The strict attention to detail was required to make the character authentic, yet Koechlin says she was careful not to portray her as an object of pity, which several films on disability are guilty of. On the contrary, her Laila has a rather eventful life. Much like “any teenager with raging hormones,” she surfs dodgy porn sites and guzzles margaritas, but with the help of a straw. Reeling from rejection from a man she fancies in Delhi, Laila takes up a creative-writing course at New York University to escape the humiliation. She later finds herself drawn to Khanum, an older woman she meets at a protest march, and forges an intimate relationship with her.

Speaking about the physical relationship between the two women characters, Koechlin says, “It’s not a sexy scene. In a world where we are showing sexuality in a particular light, with oil all over our body, it is nice to show something so real. You can’t even take your clothes off without somebody’s help if you have CP,” she says. Yet, shooting full-frontal nudity is not an experience she looks back at fondly. “I thought I was so comfortable with my body. I said, ‘Ya man, please go for it.’ By the end of it I started crying,” she says.

It’s no surprise then that on the last day of shoot at Coney Island in New York, Koechlin leapt out of her wheelchair and ran across the beach with abandon. The film is scheduled to release in India early next year. Given that the film tackles bisexuality, the actress hopes for a fuss-free release in the country. Her film Happy Ending, a romantic comedy in which she plays Saif Ali Khan’s nagging girlfriend, was just the cure she needed to get past the Margarita hangover, even though it flopped at the box office. “I would love to do more commercial films but not many come my way because I am in this box of a ‘very serious actor’. I think people look at me as a dark, raving feminist,” says Koechlin.

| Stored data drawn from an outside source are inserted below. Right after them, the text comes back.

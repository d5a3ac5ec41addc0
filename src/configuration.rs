//! Conversion configuration.
//!
//! [`ConversionOptions`] is a builder that threads cancellation, throttling
//! and output settings through the conversion pipelines without polluting
//! every function signature. The progress sink is not part of the options;
//! it is passed to each job invocation.
//!
//! # Example
//!
//! ```
//! use std::time::Duration;
//!
//! use dicomconvert::{CancellationToken, ConversionOptions, ListFrameSource};
//!
//! let token = CancellationToken::new();
//! let options = ConversionOptions::new()
//!     .with_cancellation(token.clone())
//!     .with_frame_interval(Duration::ZERO)
//!     .with_jpeg_quality(85)
//!     .with_list_frame_source(ListFrameSource::EachFile);
//! assert_eq!(options.jpeg_quality(), 85);
//! ```

use std::time::Duration;

use crate::progress::CancellationToken;

/// Default pause after each processed frame.
pub const DEFAULT_FRAME_INTERVAL: Duration = Duration::from_millis(1);

/// Default JPEG quality for extracted still frames.
pub const DEFAULT_JPEG_QUALITY: u8 = 90;

/// Default bound on how long [`JobController::stop`](crate::JobController::stop)
/// waits for the worker to exit.
pub const DEFAULT_STOP_TIMEOUT: Duration = Duration::from_secs(30);

/// Which file a list-based AVI assembly opens for each list item.
///
/// The default re-opens the **first** file of the list for every item,
/// which yields a video of identical frames. `EachFile` opens `list[i]`
/// for item `i`.
#[derive(Debug, Clone, Copy, PartialEq, Eq, Default)]
pub enum ListFrameSource {
    /// Open `list[0]` for every item.
    #[default]
    FirstFile,
    /// Open `list[i]` for item `i`.
    EachFile,
}

/// Configuration for conversion operations.
///
/// All fields have defaults: no cancellation token, a 1 ms pause between
/// frames, JPEG quality 90, [`ListFrameSource::FirstFile`] and a 30 second
/// stop timeout.
#[derive(Debug, Clone)]
pub struct ConversionOptions {
    pub(crate) cancellation: Option<CancellationToken>,
    pub(crate) frame_interval: Duration,
    pub(crate) jpeg_quality: u8,
    pub(crate) list_frame_source: ListFrameSource,
    pub(crate) stop_timeout: Duration,
}

impl Default for ConversionOptions {
    fn default() -> Self {
        Self::new()
    }
}

impl ConversionOptions {
    /// Create a new configuration with default settings.
    pub fn new() -> Self {
        Self {
            cancellation: None,
            frame_interval: DEFAULT_FRAME_INTERVAL,
            jpeg_quality: DEFAULT_JPEG_QUALITY,
            list_frame_source: ListFrameSource::default(),
            stop_timeout: DEFAULT_STOP_TIMEOUT,
        }
    }

    /// Attach a cancellation token.
    ///
    /// When the token is cancelled the conversion loop stops at the next
    /// frame boundary and returns [`ConvertError::Cancelled`](crate::ConvertError::Cancelled).
    /// A [`JobController`](crate::JobController) installs its own token for
    /// every job it starts.
    #[must_use]
    pub fn with_cancellation(mut self, token: CancellationToken) -> Self {
        self.cancellation = Some(token);
        self
    }

    /// Set the pause inserted after every frame. `Duration::ZERO` disables it.
    #[must_use]
    pub fn with_frame_interval(mut self, interval: Duration) -> Self {
        self.frame_interval = interval;
        self
    }

    /// Set the JPEG quality for extracted frames. Clamped to `1..=100`.
    #[must_use]
    pub fn with_jpeg_quality(mut self, quality: u8) -> Self {
        self.jpeg_quality = quality.clamp(1, 100);
        self
    }

    /// Choose which file the list-based AVI pipeline opens per item.
    #[must_use]
    pub fn with_list_frame_source(mut self, source: ListFrameSource) -> Self {
        self.list_frame_source = source;
        self
    }

    /// Bound how long a controller's `stop` waits for the worker.
    #[must_use]
    pub fn with_stop_timeout(mut self, timeout: Duration) -> Self {
        self.stop_timeout = timeout;
        self
    }

    /// The configured JPEG quality.
    pub fn jpeg_quality(&self) -> u8 {
        self.jpeg_quality
    }

    /// The configured pause between frames.
    pub fn frame_interval(&self) -> Duration {
        self.frame_interval
    }

    /// The configured list-mode file choice.
    pub fn list_frame_source(&self) -> ListFrameSource {
        self.list_frame_source
    }

    /// The configured stop timeout.
    pub fn stop_timeout(&self) -> Duration {
        self.stop_timeout
    }

    /// Returns `true` if cancellation has been requested.
    pub(crate) fn is_cancelled(&self) -> bool {
        self.cancellation
            .as_ref()
            .is_some_and(|token| token.is_cancelled())
    }

    /// Sleep for the configured frame interval, if any.
    pub(crate) fn throttle(&self) {
        if !self.frame_interval.is_zero() {
            std::thread::sleep(self.frame_interval);
        }
    }
}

But being French, and born and raised in Puducherry, she has broken stereotypes all her life. “I always get questions like, Do you like India? You can eat spicy food? And in the streets they will be like ‘Hey beauty’. Only when you turn around and reply in Tamil, can you break that image,” she says. The perception, to some degree, continues to dog her even today. After separating from her husband, filmmaker Anurag Kashyap, last year, it wasn’t easy for Koechlin to find an apartment. “When I moved into my flat, I could see my neighbours were suspicious. They probably thought — ‘White girl, just broke up with Anurag, Bollywood actress…’ But I knocked on their door and said hello. They later said, ‘ Kitni simple ladki hai . So nice.’ So the stereotype breaks as soon as you do it,” she explains.

It also helps that filmmakers have slowly begun to see her fit into various moulds and not just as the white girl. A lot of those parts came her way after she debuted in Kashyap’s Dev D . When all else fails she goes back to her roots in theatre to sharpen her craft. “It always helps me when I do a film right after a play,” she says. This year, Trivial Disaster , directed by acclaimed theatre director Atul Kumar, had a successful run across the country.

Koechlin’s currently in the midst of writing her own play, which she has tentatively titled A Play on Death . The grim name may reinforce the beliefs of those who consider her a “dark and serious” actor. But don’t be surprised if she breaks that myth as well.